Едем орешником. Осенняя на нем ржавчина. Под колесами жвакает, сочится. Что это там краснеет? А, рябина. Мокрые кисти виснут. Скука и неуют. Вон болотце: унылая осока, шатаются камыши под ветром. Мокрый монашек повстречался, несет розовые грибы – рыжики, молоденькие, промытые. Весело нам кивает, словно и нет дождя. Опять часовня, плачет осенними слезами черный гранитный крест. Белки теперь по дуплам, и лисичка подремывает где-то. Вон, над полем с гнилым сараем, тряпками носятся вороны в ветре – какие-то у них дела. Гремят по «луде» колеса тарантаса. Прокатили: мягко, опять по иглам. От игол тянет душною скипидарной сыростью. Ну вот, приехали. Поперек дороги мокрый плетень из хвороста, – дальше и нет пути: тупик, скит.

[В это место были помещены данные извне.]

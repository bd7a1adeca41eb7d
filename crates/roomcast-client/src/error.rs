use std::time::Duration;

use roomcast_protocol::{MediaKind, ProducerId, TransportId};
use thiserror::Error;

use crate::pending::ResponseKind;

/// Errors raised by the control channel itself
#[derive(Debug, Error)]
pub enum ChannelError {
    #[error("failed to reach the SFU: {0}")]
    Connect(#[from] tokio_tungstenite::tungstenite::Error),

    #[error("control channel closed")]
    Closed,

    #[error("request timed out waiting for {0:?}")]
    RequestTimeout(ResponseKind),
}

/// Errors surfaced by the session, transport, producer and consumer
/// controllers
///
/// Per-track and per-peer variants (`Produce`, `Consume`) are contained by
/// the session and never abort it; everything else is session-fatal when it
/// hits the send path, the negotiator, or the channel.
#[derive(Debug, Error)]
pub enum SessionError {
    #[error("join rejected by the SFU: {0}")]
    JoinRejected(String),

    #[error("no local codec matches the router capabilities")]
    UnsupportedRouter,

    #[error("failed to load local capabilities: {0}")]
    CapabilityLoadFailed(String),

    #[error("transport create failed: {0}")]
    TransportCreate(String),

    #[error("transport {0} did not connect within {1:?}")]
    ConnectTimeout(TransportId, Duration),

    #[error("transport {0} failed")]
    TransportFailed(TransportId),

    #[error("produce failed for {kind}: {reason}")]
    Produce { kind: MediaKind, reason: String },

    #[error("consume failed for producer {producer_id}: {reason}")]
    Consume {
        producer_id: ProducerId,
        reason: String,
    },

    #[error(transparent)]
    Channel(#[from] ChannelError),

    #[error("session state does not allow {0}")]
    InvalidState(&'static str),
}

pub type Result<T> = std::result::Result<T, SessionError>;
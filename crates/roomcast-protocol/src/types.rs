use serde::{Deserialize, Serialize};
use std::fmt;
use std::str::FromStr;

macro_rules! string_id {
    ($(#[$doc:meta])* $name:ident) => {
        $(#[$doc])*
        #[derive(Debug, Clone, PartialEq, Eq, Hash, Serialize, Deserialize)]
        #[serde(transparent)]
        pub struct $name(pub String);

        impl $name {
            pub fn new(id: impl Into<String>) -> Self {
                Self(id.into())
            }

            pub fn as_str(&self) -> &str {
                &self.0
            }
        }

        impl fmt::Display for $name {
            fn fmt(&self, f: &mut fmt::Formatter<'_>) -> fmt::Result {
                f.write_str(&self.0)
            }
        }

        impl From<&str> for $name {
            fn from(id: &str) -> Self {
                Self(id.to_string())
            }
        }
    };
}

string_id!(
    /// SFU-assigned transport identifier, immutable once set
    TransportId
);
string_id!(
    /// SFU-assigned producer identifier
    ProducerId
);
string_id!(
    /// SFU-assigned consumer identifier
    ConsumerId
);
string_id!(
    /// Identifier of a remote participant
    PeerId
);

/// What a participant intends to do in the session
#[derive(Debug, Clone, Copy, PartialEq, Eq, Serialize, Deserialize)]
#[serde(rename_all = "lowercase")]
pub enum SessionRole {
    /// Publishes local media only
    Publisher,
    /// Consumes remote media only
    Subscriber,
    /// Publishes and consumes
    Participant,
}

impl SessionRole {
    pub fn publishes(&self) -> bool {
        matches!(self, SessionRole::Publisher | SessionRole::Participant)
    }

    pub fn subscribes(&self) -> bool {
        matches!(self, SessionRole::Subscriber | SessionRole::Participant)
    }
}

/// Media kind of a track, producer, or consumer
#[derive(Debug, Clone, Copy, PartialEq, Eq, Hash, Serialize, Deserialize)]
#[serde(rename_all = "lowercase")]
pub enum MediaKind {
    Audio,
    Video,
}

impl fmt::Display for MediaKind {
    fn fmt(&self, f: &mut fmt::Formatter<'_>) -> fmt::Result {
        match self {
            MediaKind::Audio => f.write_str("audio"),
            MediaKind::Video => f.write_str("video"),
        }
    }
}

#[derive(Debug, thiserror::Error)]
#[error("unknown media kind: {0}")]
pub struct ParseMediaKindError(String);

impl FromStr for MediaKind {
    type Err = ParseMediaKindError;

    fn from_str(s: &str) -> Result<Self, Self::Err> {
        match s {
            "audio" => Ok(MediaKind::Audio),
            "video" => Ok(MediaKind::Video),
            other => Err(ParseMediaKindError(other.to_string())),
        }
    }
}

/// Direction of media flow on a transport, from the client's point of view
#[derive(Debug, Clone, Copy, PartialEq, Eq, Hash, Serialize, Deserialize)]
#[serde(rename_all = "lowercase")]
pub enum TransportDirection {
    Send,
    Recv,
}

/// One codec the router or client can handle
#[derive(Debug, Clone, PartialEq, Serialize, Deserialize)]
#[serde(rename_all = "camelCase")]
pub struct RtpCodecCapability {
    pub mime_type: String,
    pub clock_rate: u32,
    #[serde(default)]
    pub channels: u16,
    /// Codec-specific parameters (fmtp-style), passed through opaquely
    #[serde(default)]
    pub parameters: serde_json::Value,
}

/// The set of codecs a router or client supports
#[derive(Debug, Clone, Default, PartialEq, Serialize, Deserialize)]
#[serde(rename_all = "camelCase")]
pub struct RtpCapabilities {
    pub codecs: Vec<RtpCodecCapability>,
    /// Header extensions, opaque to the session layer
    #[serde(default)]
    pub header_extensions: serde_json::Value,
}

/// Negotiated per-stream RTP parameters, opaque to the session layer
#[derive(Debug, Clone, Default, PartialEq, Serialize, Deserialize)]
#[serde(transparent)]
pub struct RtpParameters(pub serde_json::Value);

/// DTLS handshake parameters, opaque to the session layer
#[derive(Debug, Clone, Default, PartialEq, Serialize, Deserialize)]
#[serde(transparent)]
pub struct DtlsParameters(pub serde_json::Value);

/// ICE parameters for a transport, opaque to the session layer
#[derive(Debug, Clone, Default, PartialEq, Serialize, Deserialize)]
#[serde(transparent)]
pub struct IceParameters(pub serde_json::Value);

/// One ICE candidate, opaque to the session layer
#[derive(Debug, Clone, PartialEq, Serialize, Deserialize)]
#[serde(transparent)]
pub struct IceCandidate(pub serde_json::Value);

/// A remote producer the client may consume
#[derive(Debug, Clone, PartialEq, Serialize, Deserialize)]
#[serde(rename_all = "camelCase")]
pub struct RemoteProducerInfo {
    pub producer_id: ProducerId,
    pub kind: MediaKind,
    pub peer_id: PeerId,
}

#[cfg(test)]
mod tests {
    use super::*;

    #[test]
    fn media_kind_round_trips_through_str() {
        assert_eq!("video".parse::<MediaKind>().unwrap(), MediaKind::Video);
        assert_eq!(MediaKind::Audio.to_string(), "audio");
        assert!("screen".parse::<MediaKind>().is_err());
    }

    #[test]
    fn role_capability_split() {
        assert!(SessionRole::Publisher.publishes());
        assert!(!SessionRole::Publisher.subscribes());
        assert!(SessionRole::Participant.publishes());
        assert!(SessionRole::Participant.subscribes());
    }

    #[test]
    fn transport_id_serializes_transparently() {
        let id = TransportId::new("t1");
        assert_eq!(serde_json::to_string(&id).unwrap(), "\"t1\"");
    }
}
//! Remote media subscription
//!
//! One receive transport per remote peer, one consumer per remote
//! producer, aggregated into a `RemoteStream` per peer. Consumers are
//! created paused and only count as live after the resume handshake.

use std::collections::{HashMap, HashSet};
use std::sync::{Arc, Mutex};
use std::time::Duration;

use roomcast_protocol::{
    ClientMessage, ConsumerId, MediaKind, PeerId, ProducerId, RemoteProducerInfo, RtpCapabilities,
    ServerMessage, TransportDirection,
};
use tokio::sync::{OnceCell, RwLock};

use crate::channel::ControlChannel;
use crate::engine::{ConsumeOptions, EngineConsumer, MediaEngine, MediaTrack};
use crate::error::{Result, SessionError};
use crate::pending::{CorrelationKey, ResponseKind};
use crate::transport::{TransportController, TransportState, TransportTimeouts};

/// One remotely subscribed track
pub struct Consumer {
    pub id: ConsumerId,
    pub producer_id: ProducerId,
    pub kind: MediaKind,
    pub peer_id: PeerId,
    engine_consumer: Arc<dyn EngineConsumer>,
    live: bool,
}

/// A peer's consumers aggregated into one playable unit
#[derive(Debug, Clone)]
pub struct RemoteStream {
    pub peer_id: PeerId,
    pub consumer_ids: Vec<ConsumerId>,
    pub tracks: Vec<MediaTrack>,
}

/// Per-peer state; the transport cell guarantees at most one receive
/// transport per peer even when announcements overlap
struct PeerEntry {
    transport: OnceCell<Arc<TransportController>>,
    consumers: RwLock<HashMap<ConsumerId, Consumer>>,
}

impl PeerEntry {
    fn new() -> Self {
        Self {
            transport: OnceCell::new(),
            consumers: RwLock::new(HashMap::new()),
        }
    }
}

/// Consume attempts are marked in `active` before their first await; a
/// producer closure landing inside that window is recorded in `closed`
/// and settled once the consume returns
#[derive(Default)]
struct InflightConsumes {
    active: HashSet<ProducerId>,
    closed: HashSet<ProducerId>,
}

pub struct ConsumerRegistry {
    channel: ControlChannel,
    engine: Arc<dyn MediaEngine>,
    capabilities: RtpCapabilities,
    peers: RwLock<HashMap<PeerId, Arc<PeerEntry>>>,
    inflight: Mutex<InflightConsumes>,
    request_timeout: Duration,
    connect_timeout: Duration,
}
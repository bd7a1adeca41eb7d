//! Transport lifecycle
//!
//! One controller per transport, one transport per direction (and per
//! remote peer on the receive side). The controller issues the
//! `create_transport` exchange, instantiates the engine transport from
//! the reply, and services the engine's connect/produce intents by
//! turning them into correlated control-channel requests.

use std::sync::atomic::{AtomicBool, Ordering};
use std::sync::Arc;
use std::time::Duration;

use roomcast_protocol::{
    ClientMessage, DtlsParameters, MediaKind, PeerId, ProducerId, RtpParameters, ServerMessage,
    TransportDirection, TransportId,
};
use tokio::sync::watch;

use crate::channel::ControlChannel;
use crate::engine::{EngineError, MediaEngine, MediaTransport, TransportIntent};
use crate::error::{ChannelError, Result, SessionError};
use crate::pending::{CorrelationKey, ResponseKind};

/// Lifecycle of a single transport
///
/// `Requested` exists only inside [`TransportController::create`]; a
/// controller is observable from `Created` onward. `Failed` is terminal:
/// a fresh transport must be requested, never a retry of this one.
#[derive(Debug, Clone, Copy, PartialEq, Eq)]
pub enum TransportState {
    Requested,
    Created,
    Connecting,
    Connected,
    Failed,
    Closed,
}

pub(crate) struct TransportTimeouts {
    pub request: Duration,
    pub connect: Duration,
}

pub struct TransportController {
    id: TransportId,
    direction: TransportDirection,
    peer_id: Option<PeerId>,
    state: watch::Sender<TransportState>,
    engine_transport: Arc<dyn MediaTransport>,
    channel: ControlChannel,
    request_timeout: Duration,
    connect_timeout: Duration,
    connect_timed_out: AtomicBool,
}

impl TransportController {
    /// Request a transport from the SFU and instantiate it in the engine
    pub(crate) async fn create(
        channel: ControlChannel,
        engine: Arc<dyn MediaEngine>,
        direction: TransportDirection,
        peer_id: Option<PeerId>,
        timeouts: TransportTimeouts,
    ) -> Result<Arc<Self>> {
        tracing::info!(?direction, peer = ?peer_id, "requesting transport");

        let reply = channel
            .request(
                ClientMessage::CreateTransport {
                    direction,
                    peer_id: peer_id.clone(),
                },
                ResponseKind::TransportCreated,
                CorrelationKey::Endpoint(direction, peer_id.clone()),
                timeouts.request,
            )
            .await
            .map_err(|e| match e {
                ChannelError::RequestTimeout(_) => {
                    SessionError::TransportCreate("no reply from the SFU".to_string())
                }
                other => SessionError::Channel(other),
            })?;

        let options = match reply {
            ServerMessage::TransportCreated {
                id,
                ice_parameters,
                ice_candidates,
                dtls_parameters,
                ..
            } => crate::engine::TransportOptions {
                id,
                ice_parameters,
                ice_candidates,
                dtls_parameters,
            },
            ServerMessage::Error { message, .. } => {
                return Err(SessionError::TransportCreate(message));
            }
            other => {
                return Err(SessionError::TransportCreate(format!(
                    "unexpected reply: {other:?}"
                )));
            }
        };
        let id = options.id.clone();

        let engine_transport = match direction {
            TransportDirection::Send => engine.create_send_transport(options).await,
            TransportDirection::Recv => engine.create_recv_transport(options).await,
        }
        .map_err(|e| SessionError::TransportCreate(e.to_string()))?;

        let (state, _) = watch::channel(TransportState::Created);
        let controller = Arc::new(Self {
            id: id.clone(),
            direction,
            peer_id,
            state,
            engine_transport,
            channel,
            request_timeout: timeouts.request,
            connect_timeout: timeouts.connect,
            connect_timed_out: AtomicBool::new(false),
        });
        tracing::info!(transport = %id, ?direction, "transport created");

        controller.spawn_intent_task();
        Ok(controller)
    }

    pub fn id(&self) -> &TransportId {
        &self.id
    }

    pub fn direction(&self) -> TransportDirection {
        self.direction
    }

    pub fn peer_id(&self) -> Option<&PeerId> {
        self.peer_id.as_ref()
    }

    pub fn state(&self) -> TransportState {
        *self.state.borrow()
    }

    pub(crate) fn engine_transport(&self) -> &Arc<dyn MediaTransport> {
        &self.engine_transport
    }

    /// Wait until the transport reaches `Connected`, bounded by the
    /// configured connect timeout
    pub async fn wait_connected(&self) -> Result<()> {
        let mut rx = self.state.subscribe();
        let settled = tokio::time::timeout(
            self.connect_timeout,
            rx.wait_for(|s| {
                matches!(
                    s,
                    TransportState::Connected | TransportState::Failed | TransportState::Closed
                )
            }),
        )
        .await;
        match settled {
            Ok(Ok(state)) => match *state {
                TransportState::Connected => Ok(()),
                _ if self.connect_timed_out.load(Ordering::SeqCst) => Err(
                    SessionError::ConnectTimeout(self.id.clone(), self.connect_timeout),
                ),
                _ => Err(SessionError::TransportFailed(self.id.clone())),
            },
            Ok(Err(_)) => Err(SessionError::TransportFailed(self.id.clone())),
            Err(_) => Err(SessionError::ConnectTimeout(
                self.id.clone(),
                self.connect_timeout,
            )),
        }
    }

    /// Close the transport; idempotent. Producers and consumers bound to
    /// it become invalid on the engine side.
    pub async fn close(&self) {
        let already_closed = {
            let mut closed = false;
            self.state.send_if_modified(|s| {
                if *s == TransportState::Closed {
                    closed = true;
                    false
                } else {
                    *s = TransportState::Closed;
                    true
                }
            });
            closed
        };
        if already_closed {
            return;
        }
        self.engine_transport.close().await;
        tracing::info!(transport = %self.id, "transport closed");
    }

    fn set_state(&self, next: TransportState) {
        self.state.send_if_modified(|s| {
            // terminal states stick
            if matches!(*s, TransportState::Failed | TransportState::Closed) || *s == next {
                return false;
            }
            tracing::info!(transport = %self.id, from = ?*s, to = ?next, "transport state");
            *s = next;
            true
        });
    }

    fn spawn_intent_task(self: &Arc<Self>) {
        let Some(mut intents) = self.engine_transport.take_intents() else {
            tracing::warn!(transport = %self.id, "engine transport yielded no intent stream");
            return;
        };
        let this = Arc::clone(self);
        tokio::spawn(async move {
            while let Some(intent) = intents.recv().await {
                match intent {
                    TransportIntent::Connect {
                        dtls_parameters,
                        done,
                    } => {
                        let result = this.handle_connect(dtls_parameters).await;
                        if let Err(e) = &result {
                            tracing::warn!(transport = %this.id, "connect failed: {}", e);
                        }
                        let _ = done.send(result.map_err(|e| EngineError::new(e.to_string())));
                    }
                    TransportIntent::Produce {
                        kind,
                        rtp_parameters,
                        done,
                    } => {
                        let result = this.handle_produce(kind, rtp_parameters).await;
                        if let Err(e) = &result {
                            tracing::warn!(transport = %this.id, %kind, "produce failed: {}", e);
                        }
                        let _ = done.send(result.map_err(|e| EngineError::new(e.to_string())));
                    }
                }
            }
        });
    }

    async fn handle_connect(&self, dtls_parameters: DtlsParameters) -> Result<()> {
        self.set_state(TransportState::Connecting);
        let reply = self
            .channel
            .request(
                ClientMessage::ConnectTransport {
                    transport_id: self.id.clone(),
                    dtls_parameters,
                },
                ResponseKind::TransportConnected,
                CorrelationKey::Transport(self.id.clone()),
                self.connect_timeout,
            )
            .await;

        match reply {
            Ok(ServerMessage::TransportConnected { .. }) => {
                self.set_state(TransportState::Connected);
                Ok(())
            }
            Ok(ServerMessage::Error { message, .. }) => {
                self.set_state(TransportState::Failed);
                tracing::error!(transport = %self.id, "SFU rejected connect: {}", message);
                Err(SessionError::TransportFailed(self.id.clone()))
            }
            Ok(other) => {
                self.set_state(TransportState::Failed);
                tracing::error!(transport = %self.id, "unexpected connect reply: {:?}", other);
                Err(SessionError::TransportFailed(self.id.clone()))
            }
            Err(ChannelError::RequestTimeout(_)) => {
                self.connect_timed_out.store(true, Ordering::SeqCst);
                self.set_state(TransportState::Failed);
                Err(SessionError::ConnectTimeout(
                    self.id.clone(),
                    self.connect_timeout,
                ))
            }
            Err(e) => {
                self.set_state(TransportState::Failed);
                Err(e.into())
            }
        }
    }

    async fn handle_produce(
        &self,
        kind: MediaKind,
        rtp_parameters: RtpParameters,
    ) -> Result<ProducerId> {
        let reply = self
            .channel
            .request(
                ClientMessage::Produce {
                    transport_id: self.id.clone(),
                    kind,
                    rtp_parameters,
                },
                ResponseKind::Produced,
                CorrelationKey::Producing(self.id.clone(), kind),
                self.request_timeout,
            )
            .await?;

        match reply {
            ServerMessage::Produced { producer_id, .. } => {
                tracing::info!(transport = %self.id, %kind, producer = %producer_id, "produced");
                Ok(producer_id)
            }
            ServerMessage::Error { message, .. } => Err(SessionError::Produce {
                kind,
                reason: message,
            }),
            other => Err(SessionError::Produce {
                kind,
                reason: format!("unexpected reply: {other:?}"),
            }),
        }
    }
}
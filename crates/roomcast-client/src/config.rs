use std::time::Duration;

/// Bound on a `connect_transport` exchange
pub const DEFAULT_CONNECT_TIMEOUT: Duration = Duration::from_secs(30);

/// Bound on every other control-channel request
pub const DEFAULT_REQUEST_TIMEOUT: Duration = Duration::from_secs(10);

/// Client configuration
#[derive(Debug, Clone)]
pub struct ClientConfig {
    /// WebSocket URL of the SFU control channel
    pub server_url: String,
    /// Bound on ordinary control-channel requests
    pub request_timeout: Duration,
    /// Bound on the transport connect handshake
    pub connect_timeout: Duration,
}

impl ClientConfig {
    /// Load from environment variables, falling back to defaults
    pub fn load() -> Self {
        let server_url = std::env::var("ROOMCAST_SERVER_URL")
            .unwrap_or_else(|_| "ws://localhost:8000/ws".to_string());

        let request_timeout = std::env::var("ROOMCAST_REQUEST_TIMEOUT_SECS")
            .ok()
            .and_then(|s| s.parse().ok())
            .map(Duration::from_secs)
            .unwrap_or(DEFAULT_REQUEST_TIMEOUT);

        let connect_timeout = std::env::var("ROOMCAST_CONNECT_TIMEOUT_SECS")
            .ok()
            .and_then(|s| s.parse().ok())
            .map(Duration::from_secs)
            .unwrap_or(DEFAULT_CONNECT_TIMEOUT);

        Self {
            server_url,
            request_timeout,
            connect_timeout,
        }
    }

    /// Configuration for a specific server with default timeouts
    pub fn for_url(server_url: impl Into<String>) -> Self {
        Self {
            server_url: server_url.into(),
            request_timeout: DEFAULT_REQUEST_TIMEOUT,
            connect_timeout: DEFAULT_CONNECT_TIMEOUT,
        }
    }
}
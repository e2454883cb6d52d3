use std::env;
use std::time::Duration;

const DEFAULT_CACHE_TTL_SECS: u64 = 30;

#[derive(Debug, Clone)]
pub struct AppConfig {
    pub host: String,
    pub port: u16,

    /// Identity of the backing spreadsheet.
    pub spreadsheet_id: String,
    /// Ready bearer token for the Sheets API; acquisition/refresh is the
    /// host's concern.
    pub sheets_access_token: String,
    /// Override for tests and proxies.
    pub sheets_base_url: Option<String>,

    pub cache_ttl: Duration,
}

impl AppConfig {
    pub fn from_env() -> anyhow::Result<Self> {
        Ok(Self {
            host: env::var("HOST").unwrap_or_else(|_| "0.0.0.0".into()),
            port: env::var("PORT")
                .unwrap_or_else(|_| "8080".into())
                .parse()?,

            spreadsheet_id: env::var("SPREADSHEET_ID")
                .map_err(|_| anyhow::anyhow!("SPREADSHEET_ID must be set"))?,
            sheets_access_token: env::var("SHEETS_ACCESS_TOKEN")
                .map_err(|_| anyhow::anyhow!("SHEETS_ACCESS_TOKEN must be set"))?,
            sheets_base_url: env::var("SHEETS_BASE_URL").ok(),

            cache_ttl: Duration::from_secs(
                env::var("CACHE_TTL_SECS")
                    .ok()
                    .and_then(|v| v.parse().ok())
                    .unwrap_or(DEFAULT_CACHE_TTL_SECS),
            ),
        })
    }
}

Монашенок молча остановил лошадку и остался сидеть, как мумия, – так и не обернулся к нам. Стало быть, выходить. Отыскиваем в плетне проходик. Видим с холма озерки, кусты и церковку. Сеет дождик, скучно шуршит по листьям. Идем мимо черных огородов, доходим до деревянной церковки, – ни души. Воистину – скит, пустыня. Церковка заперта. За огородом, на холмике, две смежные избушки. Это кельи пустынников, связанные сенями. Плачут в дожде оконца, дымок курится и стелется, дождь надолго. В каменистой горке выбита криво лесенка. Мы, скользя, поднимаемся к избушкам. Да где же скитники? Заглядываем в сени и видим: вот они, жители пустыньки. На полу сидят трое: седенький, тощий старичок в скуфейке, приятный такой лицом, мертвенно-восковым, бескровным; черноватый монах, лет сорока, кряжистый, с горячими глазами, и юный послушник, светлоликий, с тонкими чертами, в золотистых локонах, как пишут ангелов. Сидят молча и старательно чистят лук, режут ботву с головок.